Reviewed: Liu H, Ye M, Guo H. An updated review of randomized clinical trials testing the improvement of cognitive function of Ginkgo biloba extract in healthy people and Alzheimer’s patients. Front Pharmacol. 2020;10:1688. doi: 10.3389/fphar.2019.01688.
Clinical studies have evaluated the effects of ginkgo (Ginkgo biloba, Ginkgoaceae) leaf extract (GLE) on cognition since at least the 1980s. The purpose of this review was to summarize data from large-scale studies that assessed the effects of GLE on cognitive outcomes in healthy people and those with Alzheimer’s disease (AD). PubMed, ScienceDirect, Europe PMC, and SpringerLink databases were searched from inception through 2019 for large-scale human clinical trials of GLE for cognitive function. No other details on the search methodology were provided.
Eleven studies, published from 1984 through 2005, were classified by the reviewers as having negative results. However, most of these studies showed some positive and some negative results, and some found no significant differences.
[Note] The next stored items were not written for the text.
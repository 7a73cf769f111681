//! Registry of live sessions keyed by session identifier.

use std::{
    collections::HashMap,
    sync::{Arc, Mutex, MutexGuard, PoisonError},
};

use shell_broker_core::{
    BrokerError, ConnectTarget, EventSink, Geometry, SessionId, SessionState,
};
use thiserror::Error;
use tracing::{debug, error};

use crate::session::{Ending, Session};

/// Registry misuse.
#[derive(Debug, Error, PartialEq, Eq)]
pub enum RegistryError {
    #[error("Session {0} is still {1:?}; disconnect it before removal")]
    StillLive(SessionId, SessionState),
}

/// Admission limits applied by `create`.
#[derive(Debug, Clone, Copy)]
pub struct RegistryPolicy {
    pub max_sessions: usize,
    pub single_session_per_owner: bool,
}

impl Default for RegistryPolicy {
    fn default() -> Self {
        Self {
            max_sessions: 100,
            single_session_per_owner: false,
        }
    }
}

/// Concurrency-safe map of sessions.
///
/// The map lock is held only for the map operation itself, never across
/// network I/O.
pub struct Registry {
    sessions: Mutex<HashMap<SessionId, Arc<Session>>>,
    policy: RegistryPolicy,
}

impl Default for Registry {
    fn default() -> Self {
        Self::new(RegistryPolicy::default())
    }
}

impl Registry {
    #[must_use]
    pub fn new(policy: RegistryPolicy) -> Self {
        Self {
            sessions: Mutex::new(HashMap::new()),
            policy,
        }
    }

    fn map(&self) -> MutexGuard<'_, HashMap<SessionId, Arc<Session>>> {
        self.sessions.lock().unwrap_or_else(PoisonError::into_inner)
    }

    /// Insert a `Connecting` placeholder for `id`.
    ///
    /// # Errors
    /// `AlreadyActive` if `id` has a session that is not yet released,
    /// `OwnerBusy` or `CapacityReached` per policy.
    pub fn create(
        &self,
        id: SessionId,
        owner_id: &str,
        target: ConnectTarget,
        geometry: Geometry,
        events: EventSink,
    ) -> Result<Arc<Session>, BrokerError> {
        let mut sessions = self.map();

        if let Some(existing) = sessions.get(&id) {
            if !existing.state().is_terminal() {
                return Err(BrokerError::AlreadyActive(id));
            }
        }

        let live: Vec<&Arc<Session>> = sessions
            .values()
            .filter(|s| !s.state().is_terminal())
            .collect();
        if live.len() >= self.policy.max_sessions {
            return Err(BrokerError::CapacityReached(self.policy.max_sessions));
        }
        if self.policy.single_session_per_owner && live.iter().any(|s| s.owner_id() == owner_id)
        {
            return Err(BrokerError::OwnerBusy(owner_id.to_string()));
        }

        let session = Arc::new(Session::new(id, owner_id, target, geometry, events));
        sessions.insert(id, Arc::clone(&session));
        debug!(session_id = %id, owner = owner_id, "Registered session");
        Ok(session)
    }

    #[must_use]
    pub fn get(&self, id: SessionId) -> Option<Arc<Session>> {
        self.map().get(&id).cloned()
    }

    /// Remove a released session.
    ///
    /// # Errors
    /// `StillLive` if the session has not reached `Closed` or `Failed`.
    ///
    /// # Panics
    /// In debug builds, removing a live session is a bug and panics.
    pub fn remove(&self, id: SessionId) -> Result<Option<Arc<Session>>, RegistryError> {
        let mut sessions = self.map();
        let Some(session) = sessions.get(&id) else {
            return Ok(None);
        };
        let state = session.state();
        if !state.is_terminal() {
            error!(session_id = %id, ?state, "Refusing to remove live session");
            debug_assert!(false, "removing live session {id} in state {state:?}");
            return Err(RegistryError::StillLive(id, state));
        }
        Ok(sessions.remove(&id))
    }

    /// End `session` and drop it from the registry.
    ///
    /// Shared by explicit disconnects, relay failures and the idle sweeper.
    /// Returns true for the caller that performed the teardown. A session
    /// caught in its handshake stays registered as `Closing`; the connect
    /// path discards it once the handshake has let go.
    pub async fn teardown(&self, session: &Arc<Session>, ending: Ending) -> bool {
        if !session.disconnect(ending).await {
            return false;
        }
        self.discard(session);
        true
    }

    /// Drop `session` if it is released and still the entry for its id.
    pub(crate) fn discard(&self, session: &Arc<Session>) {
        if !session.state().is_terminal() {
            return;
        }
        let mut sessions = self.map();
        if sessions
            .get(&session.id())
            .is_some_and(|current| Arc::ptr_eq(current, session))
        {
            sessions.remove(&session.id());
            debug!(session_id = %session.id(), "Unregistered session");
        }
    }

    /// Snapshot of all registered sessions.
    #[must_use]
    pub fn sessions(&self) -> Vec<Arc<Session>> {
        self.map().values().cloned().collect()
    }

    #[must_use]
    pub fn len(&self) -> usize {
        self.map().len()
    }

    #[must_use]
    pub fn is_empty(&self) -> bool {
        self.map().is_empty()
    }
}

#[cfg(test)]
mod tests {
    use std::time::Duration;

    use shell_broker_core::{Credential, testing::MockShell};
    use tokio_test::assert_ok;

    use super::*;

    fn target() -> ConnectTarget {
        ConnectTarget {
            host: "h".into(),
            port: 22,
            username: "u".into(),
        }
    }

    fn create(registry: &Registry, id: SessionId, owner: &str) -> Result<Arc<Session>, BrokerError> {
        let (sink, _rx) = EventSink::channel();
        registry.create(id, owner, target(), Geometry::default(), sink)
    }

    #[test]
    fn test_create_rejects_duplicate_identifier() {
        let registry = Registry::default();
        let id = SessionId::new_v4();
        let first = assert_ok!(create(&registry, id, "alice"));
        assert_eq!(
            create(&registry, id, "alice").unwrap_err(),
            BrokerError::AlreadyActive(id)
        );
        assert!(Arc::ptr_eq(&registry.get(id).unwrap(), &first));
        assert_eq!(first.state(), SessionState::Connecting);
    }

    #[tokio::test(flavor = "multi_thread", worker_threads = 8)]
    async fn test_concurrent_create_admits_one() {
        let registry = Arc::new(Registry::default());
        let id = SessionId::new_v4();

        let handles: Vec<_> = (0..64)
            .map(|i| {
                let registry = Arc::clone(&registry);
                tokio::spawn(async move { create(&registry, id, &format!("owner-{i}")).is_ok() })
            })
            .collect();

        let mut admitted = 0;
        for handle in handles {
            if handle.await.unwrap() {
                admitted += 1;
            }
        }
        assert_eq!(admitted, 1);
        assert_eq!(registry.len(), 1);
    }

    async fn connected(registry: &Registry, shell: &MockShell, id: SessionId) -> Arc<Session> {
        let session = assert_ok!(create(registry, id, "alice"));
        assert_ok!(
            session
                .establish(shell, &Credential::new("p"), Duration::from_secs(5))
                .await
        );
        session
    }

    #[tokio::test]
    async fn test_identifier_is_free_after_teardown() {
        let shell = MockShell::new();
        let registry = Registry::default();
        let id = SessionId::new_v4();
        let session = connected(&registry, &shell, id).await;

        assert!(
            registry
                .teardown(&session, Ending::Disconnected("bye".into()))
                .await
        );
        assert!(registry.get(id).is_none());
        let second = assert_ok!(create(&registry, id, "alice"));
        assert!(!Arc::ptr_eq(&session, &second));
    }

    #[tokio::test]
    async fn test_identifier_held_until_handshake_lets_go() {
        let shell = MockShell::new();
        let registry = Registry::default();
        let id = SessionId::new_v4();
        let session = assert_ok!(create(&registry, id, "alice"));

        assert!(
            registry
                .teardown(&session, Ending::Disconnected("bye".into()))
                .await
        );
        assert_eq!(session.state(), SessionState::Closing);
        assert!(registry.get(id).is_some());
        assert_eq!(
            create(&registry, id, "alice").unwrap_err(),
            BrokerError::AlreadyActive(id)
        );

        assert!(
            session
                .establish(&shell, &Credential::new("p"), Duration::from_secs(5))
                .await
                .is_err()
        );
        registry.discard(&session);
        assert!(registry.get(id).is_none());
        assert_ok!(create(&registry, id, "alice"));
    }

    #[tokio::test]
    async fn test_remove_terminal_session() {
        let shell = MockShell::new();
        let registry = Registry::default();
        let id = SessionId::new_v4();
        let session = connected(&registry, &shell, id).await;
        session.disconnect(Ending::Disconnected("bye".into())).await;

        let removed = assert_ok!(registry.remove(id));
        assert!(removed.is_some());
        assert_eq!(assert_ok!(registry.remove(id)).map(|s| s.id()), None);
    }

    #[cfg(debug_assertions)]
    #[test]
    #[should_panic(expected = "removing live session")]
    fn test_remove_live_session_fails_loudly() {
        let registry = Registry::default();
        let id = SessionId::new_v4();
        let _session = create(&registry, id, "alice");
        let _ = registry.remove(id);
    }

    #[test]
    fn test_capacity_limit() {
        let registry = Registry::new(RegistryPolicy {
            max_sessions: 2,
            single_session_per_owner: false,
        });
        assert_ok!(create(&registry, SessionId::new_v4(), "a"));
        assert_ok!(create(&registry, SessionId::new_v4(), "b"));
        assert_eq!(
            create(&registry, SessionId::new_v4(), "c").unwrap_err(),
            BrokerError::CapacityReached(2)
        );
    }

    #[test]
    fn test_single_session_per_owner() {
        let registry = Registry::new(RegistryPolicy {
            max_sessions: 10,
            single_session_per_owner: true,
        });
        assert_ok!(create(&registry, SessionId::new_v4(), "alice"));
        assert_eq!(
            create(&registry, SessionId::new_v4(), "alice").unwrap_err(),
            BrokerError::OwnerBusy("alice".into())
        );
        assert_ok!(create(&registry, SessionId::new_v4(), "bob"));
    }

    #[tokio::test(flavor = "multi_thread", worker_threads = 4)]
    async fn test_concurrent_teardown_releases_once() {
        let shell = MockShell::new();
        let registry = Arc::new(Registry::default());
        let id = SessionId::new_v4();
        let session = assert_ok!(create(&registry, id, "alice"));
        assert_ok!(
            session
                .establish(&shell, &Credential::new("p"), Duration::from_secs(5))
                .await
        );

        let handles: Vec<_> = (0..16)
            .map(|_| {
                let registry = Arc::clone(&registry);
                let session = Arc::clone(&session);
                tokio::spawn(async move {
                    registry
                        .teardown(&session, Ending::Disconnected("bye".into()))
                        .await
                })
            })
            .collect();
        let mut winners = 0;
        for handle in handles {
            if handle.await.unwrap() {
                winners += 1;
            }
        }

        assert_eq!(winners, 1);
        assert_eq!(shell.connections_closed(), 1);
        assert!(registry.get(id).is_none());
        assert_ok!(create(&registry, id, "alice"));
    }
}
Five of the 11 studies evaluated a single (acute) dose of GLE in healthy participants. The acute studies evaluated 112 participants who received GLE dosages ranging from 120 mg to 600 mg. The chronic studies evaluated 968 participants who received 80-240 mg GLE/day for two to 26 weeks. Most studies included healthy participants. Some trials did not specify a primary outcome variable that could render a study outcome positive or negative. In such trials, it is typical that some of the hypothesized effects are confirmed, and others are not. In addition, studies in which no significant difference was found were called negative, when it would be more correct to say the study “failed to find a difference.” This could be for many reasons, including improper study designs, inadequate statistical power (e.g., due to small study populations), quality control issues, etc., in addition to being truly without effect.
The review included 17 articles, published from 1987 through 2019, with positive results. It appears that some research teams published more than one paper using the same study population. Fourteen papers described randomized and placebo-controlled studies.
A single dose of GLE was evaluated in one study. The acute study assessed 120 mg, 240 mg, and 360 mg GLE in 20 healthy students and reported significant improvements in speed of attention, quality of memory, and speed of memory. Another study evaluated 120 mg, 150 mg, 240 mg, and 300 mg GLE for two days in healthy participants and reported a significant improvement in short-term memory and reaction time.
Four studies evaluated 437 patients with cognitive impairment who were treated with placebo or 120 mg GLE/day for eight to 26 weeks. These studies reported significant improvements on various cognitive assessments, including the Kendrick Battery, digit recall task, Alzheimer’s Disease Assessment Scale-cognitive subscale (ADAS-cog), and Geriatric Evaluation by Relative’s Rating Instrument.
Fifty-one patients with mild cognitive impairment were assessed in one study and were treated with placebo or 160 mg GLE/day for 24 weeks. This study reported significant improvement on the Syndrom-Kurztest (SKT) and Clinical Global Impression (CGI) scale.
Nine studies evaluated 2,529 patients with cognitive impairment who were treated with placebo or 240 mg GLE/day for 12 to 24 weeks. These studies reported significant improvements on SKT, CGI, ADAS-cog, the Neuropsychiatric Inventory (NPI), activities-of-daily-living subscale of the Gottfries-Bråne-Steen (GBS-ADL) scale, Hamilton Depression Rating (HAM-D) scale, and Alzheimer’s Disease Cooperative Study-Clinical Global Impression of Change (ADCS-CGIC) scale. Patients with dementia due to AD (N = 190) were evaluated in another study and were treated with 5 or 10 mg donepezil/day or 240 mg GLE/day for 12 months. The study reported no significant differences between treatment groups on the Mini-Mental State Exam (MMSE).
There were several overall differences between the negative and positive studies. Compared with the positive studies, the negative studies generally had a shorter duration, used a smaller dose of GLE, were conducted in healthy rather than impaired participants, and included younger participants.
The review authors concluded that “ginkgo may be able to improve the cognitive function in patients suffering from mild dementia [after] administration [for] more than 24 weeks [using an] appropriate dosage (240 mg per day).” However, they acknowledge that AD is a chronic disease with a long progressive duration, and no study evaluated GLE supplementation for longer than one year.
A limitation of this review is that the search criteria were not defined and reported. Also, the authors claim that they searched for large-scale studies, but many studies had less than 30 participants. Another limitation is that the specific GLE products were not reported.